Hey your Welcome!! Its going on my top ten too. Along with the Stonehaven you sent me. One turn deserves anouther.:tu


----------



## physiognomy (Feb 6, 2007)

Dogwatch Dale... I smoking my first McC #2015 today. It was only my 2nd try at folding & packing flake, so it wouldn't light at first (my fault), but now it's smoking nicely p


----------



## Danbreeze (Jun 27, 2006)

JoeD-

Fired up a bowl of Deacon's Downfall a few weeks ago and have been hooked since. 

Redbaron-

Gotta love the Momo! p


----------



## bonggoy (Mar 9, 2006)

Tom (pnutbtrsndwch) - MCC Yenidje highlander. Love this tobacco. need to stock up on this before they are gone.


----------



## Kayak_Rat (Nov 28, 2005)

Joed

Had a bowl Of GL Pease Cairo on the way to work. This has become a very good morning blend.


----------



## Mad Hatter (Apr 8, 2007)

A bowl of Briar Fox in my Pete, compliments of Big T


----------



## 12stones (Jan 6, 2006)

TimB for my first bowl of an Ashton blend. Got it from him last night at our herf and couldn't wait to try it, so I fired it up during lunch. Very pleasant and mellow. I really enjoyed it.


----------



## joed (Nov 12, 2005)

Bruce

Smoked a bowl of vintage Sullivan's Mixture - this stuff has shown me a whole new slope!

Thank you Bruce p


----------



## TimB (May 18, 2006)

12stones said:


> TimB for my first bowl of an Ashton blend. Got it from him last night at our herf and couldn't wait to try it, so I fired it up during lunch. Very pleasant and mellow. I really enjoyed it.

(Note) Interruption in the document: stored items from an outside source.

use serde::{Deserialize, Serialize};

use crate::auth::AuthConfig;
use crate::providers::base::{BaseProvider, Provider, ProviderType};

#[derive(Debug, Clone, Serialize, Deserialize)]
pub struct GrpcProvider {
    #[serde(flatten)]
    pub base: BaseProvider,
    pub host: String,
    pub port: u16,
    pub service_name: String,
    pub method_name: String,
    #[serde(default)]
    pub use_ssl: bool,
    #[serde(skip_serializing_if = "Option::is_none")]
    pub proto_path: Option<String>,
}

impl Provider for GrpcProvider {
    fn type_(&self) -> ProviderType {
        ProviderType::Grpc
    }

    fn name(&self) -> String {
        self.base.name.clone()
    }

    fn as_any(&self) -> &dyn std::any::Any {
        self
    }
}

impl GrpcProvider {
    pub fn new(
        name: String,
        host: String,
        port: u16,
        service_name: String,
        method_name: String,
        auth: Option<AuthConfig>,
    ) -> Self {
        Self {
            base: BaseProvider {
                name,
                provider_type: ProviderType::Grpc,
                auth,
            },
            host,
            port,
            service_name,
            method_name,
            use_ssl: false,
            proto_path: None,
        }
    }
}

Glad you enjoyed it Ricky! I had a fantastic time herfing with you as always!


----------



## Mad Hatter (Apr 8, 2007)

Tasso..... Big T, baby! Yeah! 

A little Royal Yacht for breakfast. Guess maybe I don't dislike all Dunhill tabaks


----------



## Big T (Dec 8, 2006)

Mad Hatter said:


> Tasso..... Big T, baby! Yeah!
> 
> A little Royal Yacht for breakfast. Guess maybe I don't dislike all Dunhill tabaks


Agreed. Right now it's one of my top ten. It's just different and I really like it.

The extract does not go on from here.